What is needed here is every line of the records that includes "send".

----------

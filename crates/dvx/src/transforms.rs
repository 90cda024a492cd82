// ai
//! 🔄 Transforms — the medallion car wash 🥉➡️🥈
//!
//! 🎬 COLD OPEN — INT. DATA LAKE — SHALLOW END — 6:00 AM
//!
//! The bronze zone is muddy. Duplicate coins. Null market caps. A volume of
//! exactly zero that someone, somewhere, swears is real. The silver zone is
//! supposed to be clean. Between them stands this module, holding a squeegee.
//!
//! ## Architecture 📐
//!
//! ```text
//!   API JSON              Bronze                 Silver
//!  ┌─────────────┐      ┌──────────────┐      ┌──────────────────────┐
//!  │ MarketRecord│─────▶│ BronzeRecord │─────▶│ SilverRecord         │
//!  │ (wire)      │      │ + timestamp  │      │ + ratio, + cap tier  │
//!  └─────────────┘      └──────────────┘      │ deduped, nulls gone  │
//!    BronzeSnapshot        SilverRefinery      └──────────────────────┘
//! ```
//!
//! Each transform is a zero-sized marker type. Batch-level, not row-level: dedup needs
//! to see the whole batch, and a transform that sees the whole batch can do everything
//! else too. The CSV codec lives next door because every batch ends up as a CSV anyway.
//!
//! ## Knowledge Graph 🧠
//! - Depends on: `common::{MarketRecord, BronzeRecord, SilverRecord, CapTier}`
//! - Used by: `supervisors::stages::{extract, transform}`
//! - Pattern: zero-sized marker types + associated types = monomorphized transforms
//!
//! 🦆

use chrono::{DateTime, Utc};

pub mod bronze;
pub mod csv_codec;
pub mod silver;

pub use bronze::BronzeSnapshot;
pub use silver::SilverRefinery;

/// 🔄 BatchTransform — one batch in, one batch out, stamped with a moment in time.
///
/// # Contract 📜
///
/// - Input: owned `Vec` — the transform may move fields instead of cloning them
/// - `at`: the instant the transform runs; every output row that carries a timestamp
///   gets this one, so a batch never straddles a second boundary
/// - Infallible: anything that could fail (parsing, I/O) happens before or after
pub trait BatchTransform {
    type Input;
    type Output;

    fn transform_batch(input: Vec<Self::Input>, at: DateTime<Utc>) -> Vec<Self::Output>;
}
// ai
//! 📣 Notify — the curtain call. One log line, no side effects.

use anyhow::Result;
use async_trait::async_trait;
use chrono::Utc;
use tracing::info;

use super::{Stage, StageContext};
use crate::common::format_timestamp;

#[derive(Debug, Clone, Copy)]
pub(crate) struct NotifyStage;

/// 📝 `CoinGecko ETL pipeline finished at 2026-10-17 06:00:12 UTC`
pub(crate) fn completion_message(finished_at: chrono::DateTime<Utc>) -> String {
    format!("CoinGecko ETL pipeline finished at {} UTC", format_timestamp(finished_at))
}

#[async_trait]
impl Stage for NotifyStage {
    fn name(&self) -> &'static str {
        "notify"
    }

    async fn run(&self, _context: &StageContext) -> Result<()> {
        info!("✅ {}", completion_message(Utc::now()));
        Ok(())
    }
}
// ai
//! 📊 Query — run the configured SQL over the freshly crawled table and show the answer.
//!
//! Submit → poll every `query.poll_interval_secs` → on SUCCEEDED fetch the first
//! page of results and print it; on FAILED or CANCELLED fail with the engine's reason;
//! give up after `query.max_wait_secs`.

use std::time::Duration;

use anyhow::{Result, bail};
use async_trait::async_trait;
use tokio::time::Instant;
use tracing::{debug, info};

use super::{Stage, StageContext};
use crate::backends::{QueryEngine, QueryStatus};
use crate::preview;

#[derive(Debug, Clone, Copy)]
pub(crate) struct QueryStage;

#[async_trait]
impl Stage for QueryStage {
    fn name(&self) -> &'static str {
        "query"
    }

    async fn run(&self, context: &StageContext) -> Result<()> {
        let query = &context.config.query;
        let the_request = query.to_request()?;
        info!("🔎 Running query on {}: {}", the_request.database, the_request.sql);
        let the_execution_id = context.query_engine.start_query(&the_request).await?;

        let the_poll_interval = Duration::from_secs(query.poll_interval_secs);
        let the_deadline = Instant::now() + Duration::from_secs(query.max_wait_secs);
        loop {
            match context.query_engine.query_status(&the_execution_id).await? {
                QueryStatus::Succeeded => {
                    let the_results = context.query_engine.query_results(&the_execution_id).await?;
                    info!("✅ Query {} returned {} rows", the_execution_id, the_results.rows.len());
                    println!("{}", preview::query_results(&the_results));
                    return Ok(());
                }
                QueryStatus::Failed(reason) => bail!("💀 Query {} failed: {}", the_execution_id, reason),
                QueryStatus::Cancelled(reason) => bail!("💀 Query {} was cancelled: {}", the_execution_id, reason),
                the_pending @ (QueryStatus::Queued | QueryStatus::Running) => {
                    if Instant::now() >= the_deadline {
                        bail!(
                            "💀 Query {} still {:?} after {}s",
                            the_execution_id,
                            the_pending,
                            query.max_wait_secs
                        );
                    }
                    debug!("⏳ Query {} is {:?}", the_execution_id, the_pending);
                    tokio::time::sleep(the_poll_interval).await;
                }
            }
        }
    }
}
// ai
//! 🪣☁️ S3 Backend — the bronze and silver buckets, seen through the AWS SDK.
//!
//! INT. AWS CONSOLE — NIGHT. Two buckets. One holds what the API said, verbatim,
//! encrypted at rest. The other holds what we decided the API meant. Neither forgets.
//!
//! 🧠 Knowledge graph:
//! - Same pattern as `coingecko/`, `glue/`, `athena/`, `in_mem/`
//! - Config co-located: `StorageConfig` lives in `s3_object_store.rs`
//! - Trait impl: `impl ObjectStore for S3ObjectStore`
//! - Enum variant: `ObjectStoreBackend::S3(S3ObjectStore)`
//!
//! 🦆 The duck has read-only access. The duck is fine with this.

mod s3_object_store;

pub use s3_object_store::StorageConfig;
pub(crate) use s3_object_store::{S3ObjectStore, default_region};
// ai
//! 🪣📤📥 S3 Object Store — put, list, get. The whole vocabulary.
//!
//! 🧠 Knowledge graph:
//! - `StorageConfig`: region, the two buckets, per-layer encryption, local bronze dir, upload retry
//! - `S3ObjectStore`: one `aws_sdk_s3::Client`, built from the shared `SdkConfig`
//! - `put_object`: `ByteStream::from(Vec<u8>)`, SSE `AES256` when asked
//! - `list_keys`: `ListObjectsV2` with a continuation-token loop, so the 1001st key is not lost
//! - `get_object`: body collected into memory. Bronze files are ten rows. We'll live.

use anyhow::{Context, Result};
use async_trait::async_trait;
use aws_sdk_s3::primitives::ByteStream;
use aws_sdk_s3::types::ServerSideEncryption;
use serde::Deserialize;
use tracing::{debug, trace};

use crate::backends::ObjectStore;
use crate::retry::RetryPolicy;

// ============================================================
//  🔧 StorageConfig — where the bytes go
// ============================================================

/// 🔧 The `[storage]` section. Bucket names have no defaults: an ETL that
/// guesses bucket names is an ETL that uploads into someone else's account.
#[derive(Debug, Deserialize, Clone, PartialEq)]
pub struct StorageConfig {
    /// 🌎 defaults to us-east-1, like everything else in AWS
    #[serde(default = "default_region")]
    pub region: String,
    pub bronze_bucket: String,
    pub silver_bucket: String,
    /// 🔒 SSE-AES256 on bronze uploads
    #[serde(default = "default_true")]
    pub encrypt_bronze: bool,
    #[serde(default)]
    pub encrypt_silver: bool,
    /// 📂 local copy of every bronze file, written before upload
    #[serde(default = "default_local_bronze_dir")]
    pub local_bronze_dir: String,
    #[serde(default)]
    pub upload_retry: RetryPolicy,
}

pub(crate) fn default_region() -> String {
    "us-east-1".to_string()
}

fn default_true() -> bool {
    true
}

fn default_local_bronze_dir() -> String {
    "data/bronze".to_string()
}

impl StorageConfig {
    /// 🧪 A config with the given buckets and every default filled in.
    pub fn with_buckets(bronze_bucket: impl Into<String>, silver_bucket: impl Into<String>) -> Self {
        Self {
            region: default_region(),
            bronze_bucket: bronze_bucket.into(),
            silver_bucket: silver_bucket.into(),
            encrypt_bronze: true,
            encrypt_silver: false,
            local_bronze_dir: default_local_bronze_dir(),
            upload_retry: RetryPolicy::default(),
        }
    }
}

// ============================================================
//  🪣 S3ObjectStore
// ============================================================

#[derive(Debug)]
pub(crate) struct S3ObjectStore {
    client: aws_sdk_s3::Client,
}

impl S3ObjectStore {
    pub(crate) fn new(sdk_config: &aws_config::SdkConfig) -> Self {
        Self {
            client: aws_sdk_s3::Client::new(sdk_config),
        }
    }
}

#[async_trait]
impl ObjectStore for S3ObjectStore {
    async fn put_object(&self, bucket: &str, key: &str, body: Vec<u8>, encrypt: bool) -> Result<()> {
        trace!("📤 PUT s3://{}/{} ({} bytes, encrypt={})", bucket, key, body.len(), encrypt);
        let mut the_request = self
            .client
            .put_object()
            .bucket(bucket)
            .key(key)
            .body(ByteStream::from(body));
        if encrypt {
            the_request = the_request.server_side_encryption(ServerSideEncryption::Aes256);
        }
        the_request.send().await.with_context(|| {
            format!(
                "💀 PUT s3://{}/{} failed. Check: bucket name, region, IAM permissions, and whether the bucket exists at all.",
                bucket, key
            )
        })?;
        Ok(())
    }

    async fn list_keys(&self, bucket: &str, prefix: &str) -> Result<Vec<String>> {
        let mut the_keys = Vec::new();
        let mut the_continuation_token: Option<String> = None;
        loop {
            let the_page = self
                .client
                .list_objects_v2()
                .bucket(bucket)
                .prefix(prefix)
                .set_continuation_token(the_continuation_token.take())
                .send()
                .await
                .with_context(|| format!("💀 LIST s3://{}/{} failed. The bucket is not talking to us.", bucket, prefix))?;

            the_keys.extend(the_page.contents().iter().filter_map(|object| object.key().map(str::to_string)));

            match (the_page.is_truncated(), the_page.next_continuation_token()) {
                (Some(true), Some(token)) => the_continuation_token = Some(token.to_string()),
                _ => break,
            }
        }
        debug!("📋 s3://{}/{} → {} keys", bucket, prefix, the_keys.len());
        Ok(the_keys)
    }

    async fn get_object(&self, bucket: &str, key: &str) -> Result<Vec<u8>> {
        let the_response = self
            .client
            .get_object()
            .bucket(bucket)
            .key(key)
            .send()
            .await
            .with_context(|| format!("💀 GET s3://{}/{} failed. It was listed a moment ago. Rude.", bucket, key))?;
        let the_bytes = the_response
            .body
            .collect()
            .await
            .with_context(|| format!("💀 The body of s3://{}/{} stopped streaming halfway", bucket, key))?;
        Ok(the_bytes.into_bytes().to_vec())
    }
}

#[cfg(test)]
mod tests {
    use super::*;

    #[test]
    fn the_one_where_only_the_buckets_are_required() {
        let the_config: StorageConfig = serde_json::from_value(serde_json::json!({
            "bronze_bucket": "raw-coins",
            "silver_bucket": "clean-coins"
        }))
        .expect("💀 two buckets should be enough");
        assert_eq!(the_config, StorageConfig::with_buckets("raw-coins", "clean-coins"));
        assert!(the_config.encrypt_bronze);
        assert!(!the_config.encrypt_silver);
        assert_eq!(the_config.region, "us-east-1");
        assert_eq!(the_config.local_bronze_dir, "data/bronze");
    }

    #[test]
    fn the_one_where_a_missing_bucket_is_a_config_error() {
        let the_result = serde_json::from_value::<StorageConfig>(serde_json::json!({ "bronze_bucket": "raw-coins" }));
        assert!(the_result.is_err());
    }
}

----------

- SOLUTION:
        the_request.send().await.with_context(|| {
                .send()
            .send()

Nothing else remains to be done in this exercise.